Histoire d’un blouson noir

Hamlet de Shakespeare

C’est une vision d’Hamlet plutôt inédite que propose Xavier Lemaire : le prince du Danemark paraît en marcel noir, les bras tatoués, tel un méchant loubard de banlieue, un blouson noir comme on disait autrefois. Pour le rôle, Grégori Baquet s’est décoloré et blondi les cheveux, et ricane volontiers comme au café ou dans des affrontements de bandes rivales. A quelle époque est-on d’ailleurs ? Dans un Danemark de bande dessinée, dans un fantastique où la reine porte des cornes de cerf aux épaules ou dans un monde d’aujourd’hui avec les fripes les moins coûteuses et des flingues de garde-chasse ? Il y a même une télévision noir et blanc des années 60 où se reflète la fameuse scène des comédiens – l’un des meilleurs moments de la soirée : les acteurs invités par Hamlet sont plus des rockeurs bas de gamme que des champions de l’art dramatique. Lemaire semble avoir voulu désacraliser la tragédie de Shakespeare (il a écrit une nouvelle traduction avec Camilla Barnes) et retrouver l’esprit d’un théâtre forain qui rejoindrait l’imagerie des baladins bricoleurs du temps de Shakespeare et qui emprunterait aussi à des arts populaires d’à présent comme le rock.
Dans les premières scènes, on n’y croit pas. Tout paraît lourd, et cet Hamlet n’est pas celui de nos mémoires. Mais peu à peu la gratinée sent bon l’oignon et la soupe populaire, et cette version fait divers devient convaincante. Il n’y a presque pas de décor, juste des praticables constitués de marches noires, dont la mise en scène use et abuse (les acteurs montent et descendent les marches en permanence, sans que cela soit toujours utile). A l’intérieur de cette volontaire pauvreté plastique, Grégori Baquet allie l’ironie et la puissance. Ses partenaires, Julie de Laurenti, Pia Chavanis, Manuel Olinger, Philippe Weissert, souvent inattendus, ont du tonus et du répondant. Cet Hamlet des pauvres a sa singularité et sa vérité. Il semble nous dire : les prolos savent jouer Hamlet à leur façon et, tant pis pour les malades du bon goût, c’est à prendre ou à laisser. Nous, on prend.

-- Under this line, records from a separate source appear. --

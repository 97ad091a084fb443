//! Cross-module checks: classifier searches driven through the pipeline
//! compared against plain sequential loops.

use gf_poly::{
    make_check_fn, Field, FieldPolynomial, IrreducibleMethod, Pipeline, PrimitiveMethod,
};

fn gf2poly(bits: u64) -> FieldPolynomial {
    let field = Field::gf2();
    let coeffs: Vec<u64> = (0..64).map(|i| (bits >> i) & 1).collect();
    FieldPolynomial::new(&field, &coeffs)
}

// ---------------------------------------------------------------------------
// pipelined vs sequential search
// ---------------------------------------------------------------------------

#[test]
fn test_pipelined_irreducible_search_matches_sequential() {
    let payload = make_check_fn(IrreducibleMethod::Berlekamp, PrimitiveMethod::Nil);

    // Sequential reference: first 10 irreducible odd-pattern polynomials.
    let mut sequential = Vec::new();
    let mut bits = 1u64;
    while sequential.len() < 10 {
        bits += 2;
        if payload(&gf2poly(bits)).irreducible {
            sequential.push(bits);
        }
    }

    for threads in [1usize, 2, 4, 8] {
        let mut pipeline: Pipeline<u64, gf_poly::CheckResult> = Pipeline::with_threads(threads);
        let mut next = 1u64;
        let mut found = Vec::new();
        pipeline.run(
            || {
                next += 2;
                next
            },
            {
                let check = make_check_fn(IrreducibleMethod::Berlekamp, PrimitiveMethod::Nil);
                move |bits: &u64| check(&gf2poly(*bits))
            },
            |&bits, result| {
                if result.irreducible {
                    found.push(bits);
                }
                found.len() >= 10
            },
            false,
        );
        found.sort_unstable();
        found.truncate(10);
        assert_eq!(
            found, sequential,
            "pipelined search with {} thread(s) diverged",
            threads
        );
    }
}

#[test]
fn test_pipelined_primitive_search() {
    // Find the first primitive polynomial of each small degree through the
    // pipeline and check it against known values.
    let mut pipeline: Pipeline<u64, gf_poly::CheckResult> = Pipeline::with_threads(4);
    // First primitive polynomial patterns: degree 2 -> x^2+x+1, degree 3 ->
    // x^3+x+1, degree 4 -> x^4+x+1.
    for (degree, expected) in [(2u32, 0b111u64), (3, 0b1011), (4, 0b10011)] {
        let mut bits = (1u64 << degree) - 1;
        let mut found = Vec::new();
        pipeline.run(
            || {
                bits += 2;
                bits
            },
            {
                let check =
                    make_check_fn(IrreducibleMethod::Berlekamp, PrimitiveMethod::Definition);
                move |bits: &u64| check(&gf2poly(*bits))
            },
            |&candidate, result| {
                if result.irreducible && result.primitive {
                    found.push(candidate);
                }
                !found.is_empty()
            },
            false,
        );
        found.sort_unstable();
        assert_eq!(
            found[0], expected,
            "wrong first primitive polynomial of degree {}",
            degree
        );
    }
}

// ---------------------------------------------------------------------------
// classifier agreement on a wider field
// ---------------------------------------------------------------------------

#[test]
fn test_classifiers_agree_on_gf5() {
    use gf_poly::check::{is_irreducible_benor, is_irreducible_berlekamp, is_irreducible_rabin};

    let field = Field::new(5).unwrap();
    for code in 5u64..400 {
        let mut coeffs = Vec::new();
        let mut c = code;
        while c > 0 {
            coeffs.push(c % 5);
            c /= 5;
        }
        let p = FieldPolynomial::new(&field, &coeffs);
        let a = is_irreducible_berlekamp(&p).unwrap();
        let b = is_irreducible_rabin(&p).unwrap();
        let d = is_irreducible_benor(&p).unwrap();
        assert_eq!(a, b, "berlekamp vs rabin disagree on {:?}", p);
        assert_eq!(a, d, "berlekamp vs ben-or disagree on {:?}", p);
    }
}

Hamlet de Shakespeare, traduction et adaptation de Xavier Lemaire, mise en scène de Xavier Lemaire, décor de Caroline Mexme, costumes de Virginie H, lumières de Didier Brun, combats réglés par François Rostain, musique de Frédéric Jaillard, avec Grégori Baquet, Christophe Charrier, Julie de Laurenti, Pia Chavanis, Manuel Olinger, Philippe Weissert, Olivier Denizet, Lauret Muzy, Didier Niverd, Stéphane Ronchewski, Ludovic Thevon.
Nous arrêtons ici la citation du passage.